Museum in Montrose, Angus, Scotland

Montrose Museum opened in 1842 in Montrose, Angus, Scotland. The museum came into being when in 1841 the Montrose Natural History and Antiquarian Society started a fund to expand its space; in order to house its curiosities and wonders ranging from geological and ethnographical artefacts to a collection of natural history objects and fine art. It was accredited by the Museums, Libraries and Archives Council in June 2009.

The history of the Burgh of Montrose is explored; afterwards featuring the life of James Graham, 1st Marquess of Montrose and his role in Scottish military history.
==The museum==
From 1837 the collection was housed at a local school but in 1842 was moved into a purpose-built museum, one of the first of its kind in Scotland. The museum is built of pink sandstone in the neo-classical style, fronted by Ionic columns. Inside the collection is presented in a spacious atrium. From October 2009 it will undergo refurbishment and accessibility improvements and will reopen in 2010.

==The collection==
The collection includes archaeological finds from the Neolithic and the Bronze Age; stones from what was the Pictish civilisation of Circinn but is now Angus; and the Inchbrayock Stone, also Pictish and dating from 850-950AD. Their collection contains 38 Ancient Egyptian relics and objects from Thebes. The history of the Burgh of Montrose is explored; afterwards featuring the life of James Graham, 1st Marquess of Montrose and his role in Scottish military history.
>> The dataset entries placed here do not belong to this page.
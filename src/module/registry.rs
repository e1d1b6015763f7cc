// Copyright (c) 2025 Steve Wagner (ciroque@live.com)
// SPDX-License-Identifier: MIT

use serde::de::DeserializeOwned;
use serde_yaml::Value;

use crate::config::GlobalConfig;
use crate::errors::{EngineError, ValidationError};
use crate::module::{validate_module_configuration, ModuleContext, ModuleServices};
use crate::modules::CoreOntologyModule;
use crate::services::ServiceKind;
use crate::traits::Module;

/// What a module needs loaded before it.
#[derive(Debug, Clone, Default, PartialEq, Eq)]
pub struct ModuleDependencies {
    pub modules: Vec<String>,
    pub services: Vec<ServiceKind>,
}

impl ModuleDependencies {
    pub fn new() -> Self {
        Self::default()
    }

    pub fn module(mut self, name: impl Into<String>) -> Self {
        self.modules.push(name.into());
        self
    }

    pub fn service(mut self, kind: ServiceKind) -> Self {
        if !self.services.contains(&kind) {
            self.services.push(kind);
        }
        self
    }
}

/// Static description of a module type.
///
/// ```rust
/// use async_trait::async_trait;
/// use serde::Deserialize;
/// use the_loom::errors::EngineError;
/// use the_loom::module::{Contributions, ModuleContext, ModuleDefinition, ModuleDependencies, ModuleRegistry};
/// use the_loom::services::ServiceKind;
/// use the_loom::traits::Module;
///
/// #[derive(Deserialize)]
/// struct CrmConfiguration {
///     api_key: String,
/// }
///
/// struct Crm {
///     contributions: Contributions,
/// }
///
/// #[async_trait]
/// impl Module for Crm {
///     fn name(&self) -> &str {
///         Self::NAME
///     }
///
///     fn contributions(&self) -> &Contributions {
///         &self.contributions
///     }
/// }
///
/// impl ModuleDefinition for Crm {
///     const NAME: &'static str = "acme.crm";
///     type Configuration = CrmConfiguration;
///
///     fn dependencies() -> ModuleDependencies {
///         ModuleDependencies::new().service(ServiceKind::KeyValue)
///     }
///
///     fn new(_context: ModuleContext<CrmConfiguration>) -> Result<Self, EngineError> {
///         Ok(Self { contributions: Contributions::default() })
///     }
/// }
///
/// let mut registry = ModuleRegistry::new();
/// registry.register::<Crm>().unwrap();
/// assert!(registry.register::<Crm>().is_err());
/// ```
pub trait ModuleDefinition: Module + Sized + 'static {
    const NAME: &'static str;

    type Configuration: DeserializeOwned;

    fn dependencies() -> ModuleDependencies;

    fn new(context: ModuleContext<Self::Configuration>) -> Result<Self, EngineError>;
}

type Constructor =
    fn(&str, &Value, &GlobalConfig, ModuleServices) -> Result<Box<dyn Module>, EngineError>;

/// A registered module type: its name, dependencies and factory.
#[derive(Clone)]
pub struct ModuleDescriptor {
    name: &'static str,
    dependencies: ModuleDependencies,
    constructor: Constructor,
}

impl ModuleDescriptor {
    pub fn of<M: ModuleDefinition>() -> Self {
        Self {
            name: M::NAME,
            dependencies: M::dependencies(),
            constructor: construct::<M>,
        }
    }

    pub fn name(&self) -> &'static str {
        self.name
    }

    pub fn dependencies(&self) -> &ModuleDependencies {
        &self.dependencies
    }

    /// Validates `raw_configuration` and builds the module.
    pub fn construct(
        &self,
        raw_configuration: &Value,
        global: &GlobalConfig,
        services: ModuleServices,
    ) -> Result<Box<dyn Module>, EngineError> {
        (self.constructor)(self.name, raw_configuration, global, services)
    }
}

impl std::fmt::Debug for ModuleDescriptor {
    fn fmt(&self, f: &mut std::fmt::Formatter<'_>) -> std::fmt::Result {
        f.debug_struct("ModuleDescriptor")
            .field("name", &self.name)
            .field("dependencies", &self.dependencies)
            .finish()
    }
}

fn construct<M: ModuleDefinition>(
    name: &str,
    raw_configuration: &Value,
    global: &GlobalConfig,
    services: ModuleServices,
) -> Result<Box<dyn Module>, EngineError> {
    let configuration = validate_module_configuration::<M::Configuration>(name, raw_configuration)?;
    let module = M::new(ModuleContext {
        name: name.to_string(),
        configuration,
        global: global.clone(),
        services,
    })?;
    Ok(Box::new(module))
}

/// Name to factory lookup for every module the engine can load.
#[derive(Debug, Clone, Default)]
pub struct ModuleRegistry {
    descriptors: Vec<ModuleDescriptor>,
}

impl ModuleRegistry {
    pub fn new() -> Self {
        Self::default()
    }

    /// A registry holding the modules shipped with the engine.
    pub fn with_builtin() -> Self {
        Self {
            descriptors: vec![ModuleDescriptor::of::<CoreOntologyModule>()],
        }
    }

    pub fn register<M: ModuleDefinition>(&mut self) -> Result<(), ValidationError> {
        if self.contains(M::NAME) {
            return Err(ValidationError::DuplicateModule {
                module: M::NAME.to_string(),
            });
        }
        self.descriptors.push(ModuleDescriptor::of::<M>());
        Ok(())
    }

    pub fn get(&self, name: &str) -> Option<&ModuleDescriptor> {
        self.descriptors.iter().find(|d| d.name == name)
    }

    pub fn contains(&self, name: &str) -> bool {
        self.get(name).is_some()
    }

    /// Descriptors in registration order.
    pub fn iter(&self) -> impl Iterator<Item = &ModuleDescriptor> {
        self.descriptors.iter()
    }

    pub fn len(&self) -> usize {
        self.descriptors.len()
    }

    pub fn is_empty(&self) -> bool {
        self.descriptors.is_empty()
    }
}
The adjoining art gallery has featured the work of local artists including William Lamb, Edward Baird, James Barclay, David Waterson, Malcolm McCoig, Rowena Comrie, Maurice Forsyth-Grant, Briony Anderson, Jackie Gardiner, Colin McPherson, Ingrid A. Fraser, Struan Hamilton, Bella Green, Fiona Turnbull and Hetty Haxworth as well as the work of the Original Art Group.

In the mezzanine above maritime relics illuminate the history of the east coast whaling industry. This sits alongside an impressive array of model boats. There is interesting taxidermy of local wildlife and a small geology display with a collection of semi-precious agate stones, in a darkened room at the top of the building.

==The Community==
There are regular children's activities as well as occasional afternoon talks and evening events. The museum often features work by local groups in its art gallery.

In 2008 the Amici Wind Quintet from the Royal Scottish Academy of Music and Drama appeared at the museum.